A 2020 systematic review reported prediction of the HT could guide decision making in regards to consideration at thrombolysis decision point and concludes CTP is a useful prognostic tool for clinicians at the point of intervention decision making for AIS 12. This review, however, consisting of three prospective and nine retrospective studies, is subject to inaccuracy given the risk of bias and a high degree of heterogenicity in the selected studies. On the contrary, a large prospective trial with 545 patients treated with IV tPA or thrombectomy had CTP at admission, and day three follow-up looked at the ability of the technology to predict HT (by measurement of the blood-brain barrier permeability (BBBP). While univariate analysis associated BBBP measured by CTP as an independent predictor of HT, the multivariant analysis did not reproduce those findings, and the addition of BBBP as a variable did not change the AUC (0.77, 95% CI 0.71–0.83) of the model. The authors concluded BBBP measured by CTP did not improve prediction of HT, and improvements are needed before being considered “a useful addition to decision making” 20.

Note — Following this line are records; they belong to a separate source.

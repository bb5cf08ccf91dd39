//! Windows low-level mouse hook implementation.
//!
//! This module installs a `WH_MOUSE_LL` hook on a dedicated Win32
//! message-loop thread.  The thread owns the [`WrapHookHandler`] in a
//! thread-local slot; the hook callback and the sticky-edge wrap messages
//! both reach it there, so the cursor is only ever positioned from the hook
//! thread.
//!
//! # Safety
//!
//! This module uses `unsafe` code exclusively for Windows API FFI calls.
//! All `unsafe` blocks are annotated with `// SAFETY:` comments.

#![cfg(target_os = "windows")]

use std::cell::RefCell;
use std::sync::mpsc;
use std::thread::{self, JoinHandle};

use tracing::{info, warn};
use windows::Win32::Foundation::{LPARAM, LRESULT, POINT, WPARAM};
use windows::Win32::System::Threading::GetCurrentThreadId;
use windows::Win32::UI::Input::KeyboardAndMouse::{GetAsyncKeyState, VK_LBUTTON, VK_RBUTTON};
use windows::Win32::UI::WindowsAndMessaging::{
    CallNextHookEx, DispatchMessageW, GetCursorPos, GetMessageW, GetSystemMetrics,
    PostThreadMessageW, SetCursorPos, SetWindowsHookExW, UnhookWindowsHookEx, HC_ACTION, MSG,
    MSLLHOOKSTRUCT, SM_SWAPBUTTON, WH_MOUSE_LL, WM_APP, WM_MOUSEMOVE, WM_QUIT,
};
use wrap_core::{Point, WrapRequest};

use super::CaptureError;
use crate::application::handle_moves::{
    CursorController, CursorError, HookDecision, PointerButtons, WrapHookHandler,
};
use crate::infrastructure::timer::WrapRequestSink;

/// Thread message carrying a fired sticky-edge [`WrapRequest`]
/// (`wParam` = generation, `lParam` = token).
const WM_WRAP_REQUEST: u32 = WM_APP + 1;

thread_local! {
    static HANDLER: RefCell<Option<WrapHookHandler>> = const { RefCell::new(None) };
}

// ── Cursor and button adapters ────────────────────────────────────────────────

/// [`CursorController`] backed by `SetCursorPos` / `GetCursorPos`.
pub struct Win32Cursor;

impl CursorController for Win32Cursor {
    fn teleport_cursor(&self, to: Point) -> Result<(), CursorError> {
        // SAFETY: SetCursorPos takes plain integers and has no pointer arguments.
        unsafe { SetCursorPos(to.x, to.y) }.map_err(|e| CursorError::Move {
            x: to.x,
            y: to.y,
            reason: e.to_string(),
        })
    }

    fn cursor_pos(&self) -> Result<Point, CursorError> {
        let mut pt = POINT::default();
        // SAFETY: `pt` is a valid, writable POINT for the duration of the call.
        unsafe { GetCursorPos(&mut pt) }.map_err(|e| CursorError::Query(e.to_string()))?;
        Ok(Point::new(pt.x, pt.y))
    }
}

/// [`PointerButtons`] backed by `GetAsyncKeyState`.
pub struct Win32Buttons;

impl PointerButtons for Win32Buttons {
    fn primary_button_down(&self) -> bool {
        // SAFETY: GetSystemMetrics and GetAsyncKeyState take plain values.
        unsafe {
            let swapped = GetSystemMetrics(SM_SWAPBUTTON) != 0;
            let vk = if swapped { VK_RBUTTON } else { VK_LBUTTON };
            (GetAsyncKeyState(i32::from(vk.0)) as u16 & 0x8000) != 0
        }
    }
}

// ── Request handoff ───────────────────────────────────────────────────────────

/// [`WrapRequestSink`] that posts fired timers to the hook thread's queue.
#[derive(Debug, Clone, Copy)]
pub struct HookThreadSink {
    thread_id: u32,
}

impl WrapRequestSink for HookThreadSink {
    fn post(&self, request: WrapRequest) {
        // SAFETY: PostThreadMessageW only copies the integer arguments.
        let posted = unsafe {
            PostThreadMessageW(
                self.thread_id,
                WM_WRAP_REQUEST,
                WPARAM(request.generation as usize),
                LPARAM(request.token as isize),
            )
        };
        if let Err(e) = posted {
            warn!("failed to post sticky-edge wrap request: {e}");
        }
    }
}

// ── Hook thread ───────────────────────────────────────────────────────────────

/// A running `WH_MOUSE_LL` hook and its message-loop thread.
pub struct WindowsMouseHook {
    thread_id: u32,
    thread: Option<JoinHandle<()>>,
}

impl WindowsMouseHook {
    /// Spawns the hook thread and installs the hook.
    ///
    /// `make_handler` runs on the new thread and receives the sink through
    /// which that thread accepts sticky-edge wrap requests.  Returns once
    /// the hook is installed.
    ///
    /// # Errors
    ///
    /// Returns [`CaptureError`] if the thread cannot be spawned or the hook
    /// cannot be installed.
    pub fn start<F>(make_handler: F) -> Result<Self, CaptureError>
    where
        F: FnOnce(HookThreadSink) -> WrapHookHandler + Send + 'static,
    {
        let (ready_tx, ready_rx) = mpsc::channel::<Result<u32, CaptureError>>();

        let thread = thread::Builder::new()
            .name("cursor-wrap-hook".to_string())
            .spawn(move || run_hook_message_loop(make_handler, ready_tx))
            .map_err(|e| CaptureError::ThreadSpawnFailed(e.to_string()))?;

        let thread_id = ready_rx.recv().map_err(|_| {
            CaptureError::MouseHookInstallFailed("hook thread exited early".to_string())
        })??;

        info!(thread_id, "mouse hook installed");
        Ok(Self {
            thread_id,
            thread: Some(thread),
        })
    }

    /// Removes the hook and joins the message-loop thread.
    pub fn stop(&mut self) {
        let Some(thread) = self.thread.take() else {
            return;
        };
        // SAFETY: PostThreadMessageW only copies the integer arguments.
        let posted =
            unsafe { PostThreadMessageW(self.thread_id, WM_QUIT, WPARAM(0), LPARAM(0)) };
        if let Err(e) = posted {
            warn!("failed to stop hook thread: {e}");
            return;
        }
        if thread.join().is_err() {
            warn!("hook thread panicked");
        }
        info!("mouse hook removed");
    }
}

impl Drop for WindowsMouseHook {
    fn drop(&mut self) {
        self.stop();
    }
}

/// Entry point for the dedicated Win32 message loop thread.
fn run_hook_message_loop<F>(make_handler: F, ready: mpsc::Sender<Result<u32, CaptureError>>)
where
    F: FnOnce(HookThreadSink) -> WrapHookHandler,
{
    // SAFETY: GetCurrentThreadId has no preconditions.
    let thread_id = unsafe { GetCurrentThreadId() };
    let handler = make_handler(HookThreadSink { thread_id });
    HANDLER.with(|slot| *slot.borrow_mut() = Some(handler));

    // SAFETY: SetWindowsHookExW requires the calling thread to run a message
    // loop, which follows immediately.
    let hook = match unsafe { SetWindowsHookExW(WH_MOUSE_LL, Some(mouse_hook_proc), None, 0) } {
        Ok(hook) => hook,
        Err(e) => {
            let _ = ready.send(Err(CaptureError::MouseHookInstallFailed(e.to_string())));
            return;
        }
    };
    let _ = ready.send(Ok(thread_id));

    let mut msg = MSG::default();
    // SAFETY: Standard Win32 GetMessage/DispatchMessage loop pattern.
    unsafe {
        while GetMessageW(&mut msg, None, 0, 0).as_bool() {
            if msg.message == WM_WRAP_REQUEST {
                let request = WrapRequest {
                    generation: msg.wParam.0 as u64,
                    token: msg.lParam.0 as u64,
                };
                with_handler(|h| h.on_wrap_request(request));
                continue;
            }
            DispatchMessageW(&msg);
        }
        UnhookWindowsHookEx(hook).ok();
    }
    HANDLER.with(|slot| slot.borrow_mut().take());
}

/// Runs `f` against the thread's handler.  Returns `None` when there is no
/// handler or it is already borrowed (a re-entrant hook call).
fn with_handler<R>(f: impl FnOnce(&mut WrapHookHandler) -> R) -> Option<R> {
    HANDLER.with(|slot| {
        let mut guard = slot.try_borrow_mut().ok()?;
        guard.as_mut().map(f)
    })
}

/// Low-level mouse hook callback.
///
/// # Safety
///
/// Called by Windows from the hook message loop thread; must return quickly.
unsafe extern "system" fn mouse_hook_proc(
    n_code: i32,
    w_param: WPARAM,
    l_param: LPARAM,
) -> LRESULT {
    if n_code != HC_ACTION as i32 || w_param.0 as u32 != WM_MOUSEMOVE {
        // SAFETY: Forward everything that is not a mouse move.
        return CallNextHookEx(None, n_code, w_param, l_param);
    }

    // SAFETY: l_param points to a MSLLHOOKSTRUCT when n_code == HC_ACTION.
    let mhs = &*(l_param.0 as *const MSLLHOOKSTRUCT);
    let pos = Point::new(mhs.pt.x, mhs.pt.y);

    if with_handler(|h| h.on_mouse_move(pos)) == Some(HookDecision::Suppress) {
        return LRESULT(1);
    }

    // SAFETY: Forward to the next hook in the chain.
    CallNextHookEx(None, n_code, w_param, l_param)
}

Most studies evaluating the role of CTP in AIS are retrospective with variability in inclusion and exclusion criteria, outcomes reported, and sampling procedures, which introduces a high risk for bias, heterogenicity, and overall reduced quality of evidence. The evidence for routine use of CTP for evaluation for AIS is low quality, and there is a need for high-quality evidence to determine the role it may play in AIS evaluation. The exception is the role of CTP for evaluation for patient selection for EVT.
There are two level I randomized controlled trials (RCTs), which both conclude CTP is useful in determining eligibility for EVT in the late time period (6-24 hr.) of an acute (<24 hr.) ischemic stroke (AIS). The DAWN trial (DWI or CTP Assessment with Clinical Mismatch in the Triage of Wake-Up and Late Presenting Strokes Undergoing Neurointervention with Trevo) studied whether patients with a clinical deficit that is disproportionately severe relative to the infarct volume may benefit from late EVT9. See the table for key inclusion criteria. All patients had evidence of occlusion in ICA with CT or MRI imaging with CTP or DWI to determine infarct volume, and the cut-off values for clinical-core mismatch varied based on age, and NIHSS score ranging from 20-50mL. Patients were randomly assigned to EVT plus standard medical management (MM) (N=107, mean age 69.4 yr.) or to MM alone (N=99, mean age 70.7 yr.). Median National Institutes of Health Stroke Scale (NIHSS) score was 17 (moderate to severe stroke) for both groups. The trial was stopped for efficacy at the first interim analysis. At 90 days, the rate of functional independence, as defined by a score of 0-2 on the modified Rankin scale (mRS) of 0-6, was greater for EVT than MM (49% versus 13%; adjusted difference, 33%; 95% CI, 21–44; posterior probability of superiority >0.999). The rate of symptomatic intracranial hemorrhage did not differ significantly between the two groups (6% in the EVT group and 3% in the MM group, P=0.50), nor did 90-day mortality (19% and 18%, respectively; P=1.00).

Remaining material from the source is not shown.